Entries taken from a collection

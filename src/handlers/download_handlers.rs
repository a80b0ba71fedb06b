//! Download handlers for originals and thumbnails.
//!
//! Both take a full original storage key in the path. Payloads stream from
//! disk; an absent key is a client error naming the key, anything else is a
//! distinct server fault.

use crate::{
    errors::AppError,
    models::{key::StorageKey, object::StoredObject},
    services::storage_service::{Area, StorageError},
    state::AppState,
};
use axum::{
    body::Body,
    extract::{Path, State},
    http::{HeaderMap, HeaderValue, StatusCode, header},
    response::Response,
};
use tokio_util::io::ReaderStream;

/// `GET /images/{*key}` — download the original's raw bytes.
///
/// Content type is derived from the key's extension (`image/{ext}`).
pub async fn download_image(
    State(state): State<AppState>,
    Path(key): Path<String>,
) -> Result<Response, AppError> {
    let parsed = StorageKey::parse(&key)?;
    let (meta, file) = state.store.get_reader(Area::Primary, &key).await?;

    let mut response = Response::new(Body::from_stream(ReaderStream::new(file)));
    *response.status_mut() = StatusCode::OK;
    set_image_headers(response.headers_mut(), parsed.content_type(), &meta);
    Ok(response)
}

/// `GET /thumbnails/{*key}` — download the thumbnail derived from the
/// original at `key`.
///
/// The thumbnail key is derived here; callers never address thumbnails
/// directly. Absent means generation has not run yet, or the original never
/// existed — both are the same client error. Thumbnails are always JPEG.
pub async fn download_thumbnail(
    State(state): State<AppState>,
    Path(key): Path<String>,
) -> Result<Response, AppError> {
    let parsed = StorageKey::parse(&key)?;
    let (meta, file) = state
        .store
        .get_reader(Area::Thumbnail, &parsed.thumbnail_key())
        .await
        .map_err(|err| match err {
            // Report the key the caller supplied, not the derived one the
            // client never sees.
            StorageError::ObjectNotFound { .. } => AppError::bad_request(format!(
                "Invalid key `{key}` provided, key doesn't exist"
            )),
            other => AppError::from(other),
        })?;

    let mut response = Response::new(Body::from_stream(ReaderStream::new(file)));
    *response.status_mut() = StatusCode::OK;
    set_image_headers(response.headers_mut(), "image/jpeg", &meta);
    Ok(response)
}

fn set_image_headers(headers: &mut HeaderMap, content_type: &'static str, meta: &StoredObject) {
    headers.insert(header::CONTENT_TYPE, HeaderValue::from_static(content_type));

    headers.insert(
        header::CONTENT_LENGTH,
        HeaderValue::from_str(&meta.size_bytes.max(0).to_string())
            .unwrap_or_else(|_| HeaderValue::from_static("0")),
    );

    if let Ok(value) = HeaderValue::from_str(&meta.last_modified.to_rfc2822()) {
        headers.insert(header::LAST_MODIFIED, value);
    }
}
--
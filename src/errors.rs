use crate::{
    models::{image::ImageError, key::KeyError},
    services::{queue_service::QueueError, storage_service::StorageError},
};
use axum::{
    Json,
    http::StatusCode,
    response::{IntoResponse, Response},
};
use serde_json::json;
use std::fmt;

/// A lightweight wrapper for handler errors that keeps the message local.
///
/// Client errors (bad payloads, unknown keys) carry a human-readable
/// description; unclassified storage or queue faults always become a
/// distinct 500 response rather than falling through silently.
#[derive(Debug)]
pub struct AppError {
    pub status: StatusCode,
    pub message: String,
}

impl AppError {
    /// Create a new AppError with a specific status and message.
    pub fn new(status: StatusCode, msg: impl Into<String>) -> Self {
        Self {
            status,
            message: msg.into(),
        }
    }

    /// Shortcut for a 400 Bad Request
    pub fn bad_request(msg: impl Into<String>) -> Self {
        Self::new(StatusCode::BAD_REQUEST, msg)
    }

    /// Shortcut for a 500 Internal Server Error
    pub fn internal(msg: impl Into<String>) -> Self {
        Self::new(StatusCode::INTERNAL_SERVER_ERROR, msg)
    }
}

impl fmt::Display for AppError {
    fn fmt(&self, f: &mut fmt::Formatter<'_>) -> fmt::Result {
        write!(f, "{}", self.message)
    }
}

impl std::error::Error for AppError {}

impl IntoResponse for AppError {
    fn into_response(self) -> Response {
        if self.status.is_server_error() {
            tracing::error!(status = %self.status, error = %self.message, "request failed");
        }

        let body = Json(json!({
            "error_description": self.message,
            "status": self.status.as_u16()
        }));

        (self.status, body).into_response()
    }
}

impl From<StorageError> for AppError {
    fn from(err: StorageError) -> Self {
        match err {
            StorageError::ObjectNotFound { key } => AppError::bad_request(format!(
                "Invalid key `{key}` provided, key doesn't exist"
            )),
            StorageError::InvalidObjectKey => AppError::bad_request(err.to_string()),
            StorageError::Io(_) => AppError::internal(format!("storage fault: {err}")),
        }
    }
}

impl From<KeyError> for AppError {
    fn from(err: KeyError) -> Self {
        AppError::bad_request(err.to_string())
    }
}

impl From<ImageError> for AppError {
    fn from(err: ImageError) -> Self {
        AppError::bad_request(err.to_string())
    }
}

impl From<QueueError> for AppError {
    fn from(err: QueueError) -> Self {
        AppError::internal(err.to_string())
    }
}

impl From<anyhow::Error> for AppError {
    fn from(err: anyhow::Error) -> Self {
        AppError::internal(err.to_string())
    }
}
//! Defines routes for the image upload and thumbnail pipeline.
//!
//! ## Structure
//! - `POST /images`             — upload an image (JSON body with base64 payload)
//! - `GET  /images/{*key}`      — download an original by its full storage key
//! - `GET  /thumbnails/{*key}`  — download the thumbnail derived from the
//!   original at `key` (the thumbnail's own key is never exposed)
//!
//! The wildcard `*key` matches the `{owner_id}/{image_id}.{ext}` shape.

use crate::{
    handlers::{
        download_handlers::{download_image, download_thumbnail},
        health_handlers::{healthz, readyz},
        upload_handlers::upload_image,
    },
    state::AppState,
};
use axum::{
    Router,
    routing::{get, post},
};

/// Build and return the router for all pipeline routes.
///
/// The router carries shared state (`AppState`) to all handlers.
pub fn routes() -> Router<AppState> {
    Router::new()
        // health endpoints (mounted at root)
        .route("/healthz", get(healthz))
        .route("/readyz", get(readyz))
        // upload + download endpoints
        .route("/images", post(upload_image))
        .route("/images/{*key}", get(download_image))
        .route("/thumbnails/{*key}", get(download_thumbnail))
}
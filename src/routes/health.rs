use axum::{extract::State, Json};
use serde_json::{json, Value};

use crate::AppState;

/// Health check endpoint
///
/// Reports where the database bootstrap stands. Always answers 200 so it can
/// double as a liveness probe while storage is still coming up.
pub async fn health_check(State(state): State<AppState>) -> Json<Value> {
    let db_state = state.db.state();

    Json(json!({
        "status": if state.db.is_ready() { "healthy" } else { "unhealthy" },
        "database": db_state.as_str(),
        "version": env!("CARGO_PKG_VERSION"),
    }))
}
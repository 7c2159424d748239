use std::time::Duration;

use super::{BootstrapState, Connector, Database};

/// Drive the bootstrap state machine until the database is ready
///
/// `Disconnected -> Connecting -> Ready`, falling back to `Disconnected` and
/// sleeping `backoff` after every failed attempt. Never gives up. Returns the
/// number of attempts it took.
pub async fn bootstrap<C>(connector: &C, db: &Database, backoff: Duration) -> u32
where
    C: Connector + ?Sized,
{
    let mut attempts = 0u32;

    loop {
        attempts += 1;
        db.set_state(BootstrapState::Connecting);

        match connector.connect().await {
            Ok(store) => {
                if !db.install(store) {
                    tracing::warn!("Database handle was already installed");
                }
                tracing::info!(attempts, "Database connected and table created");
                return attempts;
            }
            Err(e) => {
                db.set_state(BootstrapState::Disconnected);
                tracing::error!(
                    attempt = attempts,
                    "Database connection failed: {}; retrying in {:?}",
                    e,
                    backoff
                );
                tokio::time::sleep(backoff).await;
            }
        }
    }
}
* * *
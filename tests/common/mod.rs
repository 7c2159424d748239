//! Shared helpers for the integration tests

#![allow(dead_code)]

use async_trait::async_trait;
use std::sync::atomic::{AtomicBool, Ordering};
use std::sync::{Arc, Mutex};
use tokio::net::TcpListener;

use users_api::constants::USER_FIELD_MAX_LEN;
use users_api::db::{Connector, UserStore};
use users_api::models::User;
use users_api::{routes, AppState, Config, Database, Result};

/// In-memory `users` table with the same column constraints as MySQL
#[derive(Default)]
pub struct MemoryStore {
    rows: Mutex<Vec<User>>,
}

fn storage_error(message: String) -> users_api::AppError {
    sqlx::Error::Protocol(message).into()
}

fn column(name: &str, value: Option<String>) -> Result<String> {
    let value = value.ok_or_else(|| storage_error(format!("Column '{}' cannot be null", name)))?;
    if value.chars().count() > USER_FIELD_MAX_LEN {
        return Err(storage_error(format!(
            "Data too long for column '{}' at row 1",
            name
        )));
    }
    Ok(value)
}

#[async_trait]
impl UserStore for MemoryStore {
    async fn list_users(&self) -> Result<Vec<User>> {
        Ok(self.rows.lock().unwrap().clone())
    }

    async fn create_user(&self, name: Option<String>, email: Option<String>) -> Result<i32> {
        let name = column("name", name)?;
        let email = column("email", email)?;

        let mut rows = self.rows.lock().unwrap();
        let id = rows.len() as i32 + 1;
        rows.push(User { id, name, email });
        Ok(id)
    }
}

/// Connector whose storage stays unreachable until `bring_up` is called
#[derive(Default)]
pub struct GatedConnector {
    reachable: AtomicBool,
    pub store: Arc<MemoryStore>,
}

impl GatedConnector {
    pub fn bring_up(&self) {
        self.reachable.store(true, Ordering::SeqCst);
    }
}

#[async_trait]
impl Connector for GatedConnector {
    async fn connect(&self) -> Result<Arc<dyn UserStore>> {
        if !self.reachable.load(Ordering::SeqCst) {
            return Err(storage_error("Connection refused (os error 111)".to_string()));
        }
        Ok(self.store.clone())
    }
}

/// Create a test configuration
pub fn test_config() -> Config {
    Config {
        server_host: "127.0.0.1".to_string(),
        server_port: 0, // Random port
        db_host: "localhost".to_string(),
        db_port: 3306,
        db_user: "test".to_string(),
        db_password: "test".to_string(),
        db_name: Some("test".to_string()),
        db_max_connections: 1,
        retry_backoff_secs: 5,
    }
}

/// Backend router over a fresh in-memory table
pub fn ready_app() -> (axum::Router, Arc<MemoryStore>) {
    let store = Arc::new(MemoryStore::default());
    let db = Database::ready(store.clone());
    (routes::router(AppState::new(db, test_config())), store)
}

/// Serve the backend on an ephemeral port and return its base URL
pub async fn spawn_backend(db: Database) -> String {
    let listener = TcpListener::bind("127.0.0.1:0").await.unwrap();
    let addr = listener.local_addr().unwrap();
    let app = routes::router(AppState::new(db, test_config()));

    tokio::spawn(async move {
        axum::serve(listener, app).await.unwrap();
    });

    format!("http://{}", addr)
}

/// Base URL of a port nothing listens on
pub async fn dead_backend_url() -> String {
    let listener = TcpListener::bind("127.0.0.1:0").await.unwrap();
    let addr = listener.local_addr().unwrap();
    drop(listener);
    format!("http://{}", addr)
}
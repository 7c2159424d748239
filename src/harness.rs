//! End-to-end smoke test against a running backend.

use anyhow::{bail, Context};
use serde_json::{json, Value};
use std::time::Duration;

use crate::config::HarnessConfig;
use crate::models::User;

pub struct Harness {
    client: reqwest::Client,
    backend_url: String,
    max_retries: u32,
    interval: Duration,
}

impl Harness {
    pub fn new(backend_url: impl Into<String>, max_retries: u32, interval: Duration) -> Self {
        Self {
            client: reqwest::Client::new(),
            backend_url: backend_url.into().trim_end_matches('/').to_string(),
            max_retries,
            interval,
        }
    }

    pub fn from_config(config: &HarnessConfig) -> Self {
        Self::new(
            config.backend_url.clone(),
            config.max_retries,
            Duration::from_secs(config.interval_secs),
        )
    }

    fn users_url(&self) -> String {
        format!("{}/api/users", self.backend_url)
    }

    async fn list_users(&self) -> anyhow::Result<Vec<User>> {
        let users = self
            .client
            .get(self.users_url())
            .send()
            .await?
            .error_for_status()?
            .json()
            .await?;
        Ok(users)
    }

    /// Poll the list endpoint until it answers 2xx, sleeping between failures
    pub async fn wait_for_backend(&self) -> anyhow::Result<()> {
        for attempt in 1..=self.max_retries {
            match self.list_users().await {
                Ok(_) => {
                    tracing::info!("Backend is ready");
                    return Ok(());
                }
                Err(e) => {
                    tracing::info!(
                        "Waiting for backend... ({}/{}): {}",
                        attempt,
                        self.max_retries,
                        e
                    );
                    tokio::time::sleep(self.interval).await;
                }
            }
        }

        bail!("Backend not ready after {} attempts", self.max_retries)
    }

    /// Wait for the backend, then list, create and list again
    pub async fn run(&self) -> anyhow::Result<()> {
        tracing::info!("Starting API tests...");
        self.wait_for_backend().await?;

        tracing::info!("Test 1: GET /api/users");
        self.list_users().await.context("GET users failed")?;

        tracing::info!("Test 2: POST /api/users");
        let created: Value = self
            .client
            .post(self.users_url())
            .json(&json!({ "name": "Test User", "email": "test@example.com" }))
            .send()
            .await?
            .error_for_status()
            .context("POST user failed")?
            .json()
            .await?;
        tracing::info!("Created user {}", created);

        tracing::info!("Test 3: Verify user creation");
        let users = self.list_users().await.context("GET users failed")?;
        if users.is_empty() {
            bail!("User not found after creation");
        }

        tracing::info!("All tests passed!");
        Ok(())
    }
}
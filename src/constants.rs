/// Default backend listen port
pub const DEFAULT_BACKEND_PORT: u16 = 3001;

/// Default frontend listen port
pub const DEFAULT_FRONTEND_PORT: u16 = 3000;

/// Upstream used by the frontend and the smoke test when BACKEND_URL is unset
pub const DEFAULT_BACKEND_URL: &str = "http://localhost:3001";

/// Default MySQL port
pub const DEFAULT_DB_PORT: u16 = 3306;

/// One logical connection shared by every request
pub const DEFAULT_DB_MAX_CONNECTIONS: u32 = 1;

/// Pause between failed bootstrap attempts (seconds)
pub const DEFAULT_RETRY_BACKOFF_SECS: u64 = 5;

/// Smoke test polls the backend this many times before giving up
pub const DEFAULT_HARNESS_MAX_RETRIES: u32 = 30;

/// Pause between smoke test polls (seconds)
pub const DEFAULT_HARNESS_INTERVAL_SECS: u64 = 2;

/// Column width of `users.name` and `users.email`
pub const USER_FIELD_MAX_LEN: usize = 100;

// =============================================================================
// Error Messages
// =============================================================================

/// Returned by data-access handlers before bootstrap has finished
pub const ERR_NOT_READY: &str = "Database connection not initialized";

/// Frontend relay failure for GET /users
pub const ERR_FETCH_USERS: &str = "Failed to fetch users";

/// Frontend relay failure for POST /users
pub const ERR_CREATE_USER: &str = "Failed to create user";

PROBLEM DETAILS:
Set down, from the entries above, exactly the lines from the one with "pub const DEFAULT_DB_PORT: u16 = 3306;" up to and including the one with "pub const USER_FIELD_MAX_LEN: usize = 100;", and no other lines.

TASK RESULT:
pub const DEFAULT_DB_PORT: u16 = 3306;

/// One logical connection shared by every request
pub const DEFAULT_DB_MAX_CONNECTIONS: u32 = 1;

/// Pause between failed bootstrap attempts (seconds)
pub const DEFAULT_RETRY_BACKOFF_SECS: u64 = 5;

/// Smoke test polls the backend this many times before giving up
pub const DEFAULT_HARNESS_MAX_RETRIES: u32 = 30;

/// Pause between smoke test polls (seconds)
pub const DEFAULT_HARNESS_INTERVAL_SECS: u64 = 2;

/// Column width of `users.name` and `users.email`
pub const USER_FIELD_MAX_LEN: usize = 100;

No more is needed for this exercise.